Masks - wearing a mask will be compulsory for all visitors over the age of 11.

Opening - From July to September, the museum will open daily from 9am to 6pm, apart from Tuesdays when it will be closed.
 
No cloakroom - cloakrooms will remain closed and large bags and motorbike helmets are not allowed in the building.
 
Exhibition access - some changes have been made to the layout of the museum to ensure a steady flow of visitors. 
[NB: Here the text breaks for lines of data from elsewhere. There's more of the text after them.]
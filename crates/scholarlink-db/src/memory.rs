//! In-process implementation of the repositories for tests.

use std::sync::atomic::{AtomicBool, Ordering};
use std::sync::{Mutex, MutexGuard};

use async_trait::async_trait;
use chrono::Utc;
use scholarlink_models::{
    Application, Discussion, DiscussionWithCreator, NewApplication, NewResearch, NewUser, Research,
    ResearchStatus, ResearchWithProfessor, User, UserContact, UserRole, new_id,
};

use crate::error::StoreError;
use crate::repositories::{
    ApplicationRepository, DiscussionRepository, HealthCheck, ResearchRepository, UserRepository,
};

#[derive(Default)]
struct Collections {
    users: Vec<User>,
    research: Vec<Research>,
    applications: Vec<Application>,
    discussions: Vec<Discussion>,
}

/// Store holding every collection behind one lock.
///
/// While [`MemoryStore::set_failing`] is on, every repository call returns
/// [`StoreError::Unavailable`], for exercising error paths.
#[derive(Default)]
pub struct MemoryStore {
    data: Mutex<Collections>,
    failing: AtomicBool,
}

impl MemoryStore {
    pub fn new() -> Self {
        Self::default()
    }

    pub fn set_failing(&self, failing: bool) {
        self.failing.store(failing, Ordering::SeqCst);
    }

    fn lock(&self) -> Result<MutexGuard<'_, Collections>, StoreError> {
        if self.failing.load(Ordering::SeqCst) {
            return Err(StoreError::Unavailable("store unavailable".to_string()));
        }
        Ok(self.data.lock().unwrap_or_else(|poisoned| poisoned.into_inner()))
    }

    fn snapshot(&self) -> MutexGuard<'_, Collections> {
        self.data.lock().unwrap_or_else(|poisoned| poisoned.into_inner())
    }

    /// Insert a user with an explicit role.
    pub fn seed_user(&self, uid: &str, name: &str, email: &str, role: UserRole) -> User {
        let user = User {
            id: new_id(),
            uid: uid.to_string(),
            name: name.to_string(),
            email: email.to_string(),
            role,
            university: None,
            research_interests: Vec::new(),
            citation_count: 0,
            created_at: Utc::now(),
        };
        self.snapshot().users.push(user.clone());
        user
    }

    pub fn seed_discussion(&self, title: &str, content: &str, created_by: &str) -> Discussion {
        let discussion = Discussion {
            id: new_id(),
            title: title.to_string(),
            content: content.to_string(),
            created_by: created_by.to_string(),
            created_at: Utc::now(),
        };
        self.snapshot().discussions.push(discussion.clone());
        discussion
    }

    pub fn users(&self) -> Vec<User> {
        self.snapshot().users.clone()
    }

    pub fn research(&self) -> Vec<Research> {
        self.snapshot().research.clone()
    }

    pub fn applications(&self) -> Vec<Application> {
        self.snapshot().applications.clone()
    }
}

fn contact_for(users: &[User], id: &str) -> Option<UserContact> {
    users.iter().find(|u| u.id == id).map(|u| UserContact {
        id: u.id.clone(),
        name: u.name.clone(),
        email: u.email.clone(),
    })
}

#[async_trait]
impl UserRepository for MemoryStore {
    async fn find_by_uid(&self, uid: &str) -> Result<Option<User>, StoreError> {
        Ok(self.lock()?.users.iter().find(|u| u.uid == uid).cloned())
    }

    async fn find_by_email(&self, email: &str) -> Result<Option<User>, StoreError> {
        Ok(self.lock()?.users.iter().find(|u| u.email == email).cloned())
    }

    async fn find_or_create(&self, new: NewUser) -> Result<User, StoreError> {
        let mut data = self.lock()?;
        if let Some(existing) = data.users.iter().find(|u| u.uid == new.uid) {
            return Ok(existing.clone());
        }

        if let Some(existing) = data.users.iter_mut().find(|u| u.email == new.email) {
            existing.uid = new.uid;
            return Ok(existing.clone());
        }

        let user = User {
            id: new_id(),
            uid: new.uid,
            name: new.name,
            email: new.email,
            role: UserRole::default(),
            university: None,
            research_interests: Vec::new(),
            citation_count: 0,
            created_at: Utc::now(),
        };
        data.users.push(user.clone());
        Ok(user)
    }

    async fn list_by_role(&self, role: Option<UserRole>) -> Result<Vec<User>, StoreError> {
        Ok(self
            .lock()?
            .users
            .iter()
            .filter(|u| role.is_none_or(|r| u.role == r))
            .cloned()
            .collect())
    }

    async fn set_role(&self, email: &str, role: UserRole) -> Result<Option<User>, StoreError> {
        let mut data = self.lock()?;
        Ok(data.users.iter_mut().find(|u| u.email == email).map(|u| {
            u.role = role;
            u.clone()
        }))
    }
}

#[async_trait]
impl ResearchRepository for MemoryStore {
    async fn create(&self, new: NewResearch) -> Result<Research, StoreError> {
        let research = Research {
            id: new_id(),
            title: new.title,
            description: new.description,
            professor_id: new.professor_id,
            university: new.university,
            eligibility: new.eligibility,
            status: ResearchStatus::default(),
            applicants: Vec::new(),
            created_at: Utc::now(),
        };
        self.lock()?.research.push(research.clone());
        Ok(research)
    }

    async fn list_with_professor(&self) -> Result<Vec<ResearchWithProfessor>, StoreError> {
        let data = self.lock()?;
        Ok(data
            .research
            .iter()
            .map(|r| ResearchWithProfessor {
                professor: contact_for(&data.users, &r.professor_id),
                research: r.clone(),
            })
            .collect())
    }
}

#[async_trait]
impl ApplicationRepository for MemoryStore {
    async fn create(&self, new: NewApplication) -> Result<Application, StoreError> {
        let mut data = self.lock()?;
        let application = Application {
            id: new_id(),
            student_id: new.student_id,
            research_id: new.research_id,
            application_text: new.application_text,
            created_at: Utc::now(),
        };

        if let Some(research) = data
            .research
            .iter_mut()
            .find(|r| r.id == application.research_id)
        {
            if !research.applicants.contains(&application.student_id) {
                research.applicants.push(application.student_id.clone());
            }
        }
        data.applications.push(application.clone());

        Ok(application)
    }
}

#[async_trait]
impl DiscussionRepository for MemoryStore {
    async fn list_with_creator(&self) -> Result<Vec<DiscussionWithCreator>, StoreError> {
        let data = self.lock()?;
        Ok(data
            .discussions
            .iter()
            .map(|d| DiscussionWithCreator {
                creator: contact_for(&data.users, &d.created_by),
                discussion: d.clone(),
            })
            .collect())
    }
}

#[async_trait]
impl HealthCheck for MemoryStore {
    async fn ping(&self) -> Result<(), StoreError> {
        self.lock().map(|_| ())
    }
}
To avoid bottlenecks, arrows will guide visitors through the labyrinth of galleries, with doubling back banned, the museum said.
 
The rooms French sculptures of the Middle Ages and Renaissance; decorative arts during the Renaissance, and the 18th and 19th century;  arts of Africa, Asia, Oceania and the Americas; lower level of the Islamic Art department; and level 2 of the French and Northern European painting collections remain closed initially.
 
The Mona Lisa room will be open, with a separate entrance and exit and guides in place to prevent overcrowding. Visitors will no longer be able to crowd in front of Leonardo da Vinci's masterpiece for a selfie, but will need to follow the spaced-out lines marked on the floor.
 
Groups - tour guides can bring groups of up to 25 people.
 
Gardens - the Tuileries gardens are now fully reopened, but keep in mind that social gatherings of more than 10 people in public places are still banned.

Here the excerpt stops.